From Dust to St. Patrick in 5 Billion Years Flat
Biblical creationists and evolutionists have one belief in common: we came originally from dust. How that dust became organized is the difference. Both views teach that our bodies are comprised of the same atoms found in dust, but creationists say an intelligent designer purposefully molded the dust into a fully-formed man and woman, whereas evolutionists claim the dust organized itself over aeons of time (see cartoon). Several recent evolutionary articles seem to endow dust with nearly magical properties of self-organization.
As if pulling a rabbit out of a dusty hat, Astrobiology Magazine announced, “Galactic Dust Bunnies Contain Stuff of Life.” The basic idea is that carbon, oxygen and iron may form in stars at the centers of galaxies like ours and blow the dust into the outer regions. The Spitzer Space Telescope detected silicates and polycyclic aromatic hydrocarbons (PAH), rich in carbon and oxygen, near the center of the Milky Way. “These elements are the building blocks of all planets, including our own Earth (as well as of human beings and any other life forms that may exist in the universe).” The implication is that there is an evolutionary connection between PAH molecules (which are like the dust in your tailpipe) and you.
The preoccupation with life-potentiating dust was also seen in another article on Astrobiology Magazine. It began, “NASA scientists analyzing the dust of meteorites have discovered new clues to a long-standing mystery about how life works on its most basic, molecular level.” That mystery is homochirality: the fact that all proteins in life use left-handed amino acids. Science Now echoed the finding by Goddard astrobiologists who noticed slight excesses of one hand over the other in meteorites collected in Antarctica. “In one of the rocks, the imbalance was 18%, the largest ever reported for a meteorite.” The discoverers theorized that the amino acids made contact with melting ice in the parent asteroids, and become more biased toward left handedness when polarized light in space impinged on the molecules. “Whatever the reason,” the article said (indicating these theoretical notions are not certain), “life as we know it could just as easily have been given a nudge toward the right-handed side in a different environment.” Jeffrey Bada of UC San Diego remained skeptical. “It’s a lot to ask from a natural geochemical process, which, basically, we know nothing about.” Another astrobiologist mentioned the possibility that bacterial contamination of the meteorite biased the ratios.
Problems or not, the two articles on Astrobiology Magazine were optimistic that the secret of life is inherent in dust: “The study shows that biological molecules created in space and delivered to Earth by meteorites” [i.e., space dust] “ may have had a profound effect on the development of life.” And as to the origin of the dust from stars, the other article said, “The research is helping astrobiologists understand how elements necessary for life are formed and distributed through the Universe.” A few billion years later, St. Patrick walks the heaths of Ireland, bringing good news to people walking in pagan darkness and fear.
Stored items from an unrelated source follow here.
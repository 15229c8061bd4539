//! Finalization: moving results into place and the best-effort extras
//!
//! Metadata, cover and subtitle are never allowed to fail a download; their errors
//! are logged and dropped.

use std::collections::HashMap;
use std::future::Future;
use std::path::{Path, PathBuf};

use crate::error::{Error, Result};
use crate::paths::{path_exists, remove_path};
use crate::retry::with_retry;
use crate::source::to_header_map;
use crate::types::{ChapterId, ChapterMetadata};
use crate::utils::extension_from_response;

use super::PipelineOutcome;
use super::context::PipelineContext;

/// Run an optional finalization step, logging instead of propagating its error
pub(super) async fn best_effort<F>(id: &ChapterId, what: &str, fut: F)
where
    F: Future<Output = Result<()>>,
{
    if let Err(e) = fut.await {
        tracing::warn!(chapter = %id, step = what, error = %e, "optional download step failed");
    }
}

/// Promote a manga scratch directory to the final chapter directory
pub(super) async fn finalize_chapter(
    ctx: &PipelineContext,
    completed: usize,
    failed: usize,
    total: usize,
) -> PipelineOutcome {
    let id = ctx.id();
    let layout = ctx.layout();
    let scratch = layout.scratch_directory(id);

    if failed >= total {
        tracing::warn!(chapter = %id, failed, total, "every page failed, discarding chapter");
        if let Err(e) = remove_path(&scratch).await {
            tracing::warn!(path = ?scratch, error = %e, "failed to remove scratch directory");
        }
        return PipelineOutcome::Failed;
    }

    if !path_exists(&scratch).await {
        // only a cancellation removes the scratch directory, and that is checked first
        tracing::error!(
            chapter = %id,
            path = ?scratch,
            "scratch directory vanished before finalization"
        );
        return PipelineOutcome::Failed;
    }

    if ctx.is_cancelled() {
        return PipelineOutcome::Aborted;
    }
    let chapter_dir = layout.chapter_directory(id);
    if let Err(e) = tokio::fs::create_dir_all(&chapter_dir).await {
        tracing::error!(chapter = %id, path = ?chapter_dir, error = %e, "failed to create chapter directory");
        return PipelineOutcome::Failed;
    }

    match move_entries(&scratch, &chapter_dir).await {
        Ok(moved) => {
            tracing::debug!(chapter = %id, moved, "moved pages into chapter directory");
        }
        Err(Error::DirectoryMissing { path }) => {
            tracing::error!(chapter = %id, path = ?path, "working directory vanished while finalizing");
            undo_promotion(&scratch, &chapter_dir).await;
            return PipelineOutcome::Failed;
        }
        Err(e) => {
            tracing::error!(chapter = %id, error = %e, "failed to finalize chapter");
            undo_promotion(&scratch, &chapter_dir).await;
            return PipelineOutcome::Failed;
        }
    }
    if let Err(e) = remove_path(&scratch).await {
        tracing::warn!(path = ?scratch, error = %e, "failed to remove scratch directory");
    }

    tracing::info!(
        chapter = %id,
        pages = completed,
        failed,
        "chapter finalized"
    );
    register(ctx, completed, failed, chapter_dir).await
}

/// Write the metadata sidecar, fetch the cover and record the chapter in the cache.
///
/// A cancellation seen before the cache entry is written discards the chapter
/// directory instead, so a cancelled item never ends up registered.
pub(super) async fn register(
    ctx: &PipelineContext,
    items: usize,
    failed_items: usize,
    chapter_dir: PathBuf,
) -> PipelineOutcome {
    let id = ctx.id();
    if ctx.is_cancelled() {
        return discard(ctx, &chapter_dir).await;
    }
    best_effort(id, "metadata", write_metadata(ctx, items, failed_items)).await;
    best_effort(id, "cover", fetch_cover(ctx)).await;
    if ctx.is_cancelled() {
        return discard(ctx, &chapter_dir).await;
    }
    ctx.services.cache.add(id, Some(chapter_dir));
    PipelineOutcome::Finished
}

async fn discard(ctx: &PipelineContext, chapter_dir: &Path) -> PipelineOutcome {
    tracing::debug!(chapter = %ctx.id(), "cancelled while finalizing, discarding result");
    if let Err(e) = remove_path(chapter_dir).await {
        tracing::warn!(path = ?chapter_dir, error = %e, "failed to remove chapter directory");
    }
    PipelineOutcome::Aborted
}

/// Put pages back into the scratch directory (when it is still there) and drop the
/// half-filled chapter directory, so the chapter is not mistaken for a finished one
async fn undo_promotion(scratch: &Path, chapter_dir: &Path) {
    if path_exists(scratch).await
        && let Ok(mut entries) = tokio::fs::read_dir(chapter_dir).await
    {
        while let Ok(Some(entry)) = entries.next_entry().await {
            let target = scratch.join(entry.file_name());
            if let Err(e) = tokio::fs::rename(entry.path(), &target).await {
                tracing::warn!(path = ?entry.path(), error = %e, "failed to restore page to scratch directory");
            }
        }
    }
    if let Err(e) = remove_path(chapter_dir).await {
        tracing::warn!(path = ?chapter_dir, error = %e, "failed to remove chapter directory");
    }
}

async fn move_entries(from: &Path, to: &Path) -> Result<usize> {
    let mut entries = match tokio::fs::read_dir(from).await {
        Ok(entries) => entries,
        Err(e) if e.kind() == std::io::ErrorKind::NotFound => {
            return Err(Error::directory_missing(from));
        }
        Err(e) => return Err(e.into()),
    };

    let mut moved = 0;
    while let Some(entry) = entries.next_entry().await? {
        let target = to.join(entry.file_name());
        match tokio::fs::rename(entry.path(), &target).await {
            Ok(()) => moved += 1,
            Err(e) if e.kind() == std::io::ErrorKind::NotFound => {
                return Err(Error::directory_missing(from));
            }
            Err(e) => return Err(e.into()),
        }
    }
    Ok(moved)
}

async fn write_metadata(ctx: &PipelineContext, items: usize, failed_items: usize) -> Result<()> {
    let metadata = ChapterMetadata::for_download(&ctx.download, items, failed_items);
    let json = serde_json::to_vec_pretty(&metadata)?;
    tokio::fs::write(ctx.layout().metadata_path(ctx.id()), json).await?;
    Ok(())
}

/// Save the series cover next to its chapters unless one is already there
pub(super) async fn fetch_cover(ctx: &PipelineContext) -> Result<()> {
    let series = ctx.id().series();
    if ctx.layout().find_cover(&series).await.is_some() {
        return Ok(());
    }
    let download = &ctx.download;
    let url = download.series.cover_url.clone().or_else(|| {
        download
            .video
            .as_ref()
            .and_then(|video| video.poster_url.clone())
    });
    let Some(url) = url else {
        return Ok(());
    };

    let headers = download
        .video
        .as_ref()
        .map(|video| video.headers.clone())
        .unwrap_or_default();
    let (bytes, extension) = fetch_with_extension(ctx, &url, &headers, "jpg").await?;
    let path = ctx.layout().cover_path(&series, &extension);
    tokio::fs::write(&path, bytes).await?;
    tracing::debug!(series = %series, path = ?path, "saved series cover");
    Ok(())
}

/// Save an episode's subtitle file as `<episode>.<ext>` in the episode directory
pub(super) async fn fetch_subtitle(
    ctx: &PipelineContext,
    url: &str,
    headers: &HashMap<String, String>,
) -> Result<()> {
    let (bytes, mut extension) = fetch_with_extension(ctx, url, headers, "vtt").await?;
    if extension == "ts" || extension == ctx.config().download.video_extension {
        // never shadow the episode's own video file
        extension = "vtt".to_string();
    }
    let path = ctx.layout().video_file(ctx.id(), &extension);
    tokio::fs::write(&path, bytes).await?;
    tracing::debug!(chapter = %ctx.id(), path = ?path, "saved subtitle");
    Ok(())
}

async fn fetch_with_extension(
    ctx: &PipelineContext,
    url: &str,
    headers: &HashMap<String, String>,
    default_extension: &str,
) -> Result<(Vec<u8>, String)> {
    let client = &ctx.services.http;
    let header_map = &to_header_map(headers);
    with_retry(&ctx.config().retry, || async move {
        let response = client
            .get(url)
            .headers(header_map.clone())
            .send()
            .await?
            .error_for_status()?;
        let extension = extension_from_response(&response, url, default_extension);
        let bytes = response.bytes().await?;
        Ok::<_, Error>((bytes.to_vec(), extension))
    })
    .await
}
Now we can add the Dust Bunny to Tinker Bell, Popeye and Yoda in the cast of characters in the evolutionary play, King Charles and His Magic Kingdom. The Dust Bunny from space contains within herself all the potentialities of eagles, frogs, giraffes, starfish and humans: NASA tells us that galactic dust bunnies contain the stuff of life. So the cosmic Dust Bunny, sent on a beam of starlight, falls to a planet that had just emerged from the dust of the sun. All she needs is the awakening zap from Tinker Bell’s mutation wand, and her inherent potential begins to unfold. Over billions and billions of years, left-handed amino acids, “for whatever reason,” join hands and invent codes, morphing into trilobites and squid and jellyfish and worms. Under King Charles’ just laws, stuff happens: fins swim, legs walk, and eyes pop into existence. The living dust morphs into mice and cavemen and Popeye the Sailor Man. Minds emerge from the dust, till at the pinnacle of this long process, Yoda the scientist looks back, calls St. Patrick a fool, and explains how it all really happened.
More primitive versions of this philosophy were called pantheism. Darwin Party Productions, Inc., has animated the ancient play into a new epic – Pantoonism – now playing in science journals near you. Abadabadababacadabra, that’s all, folks.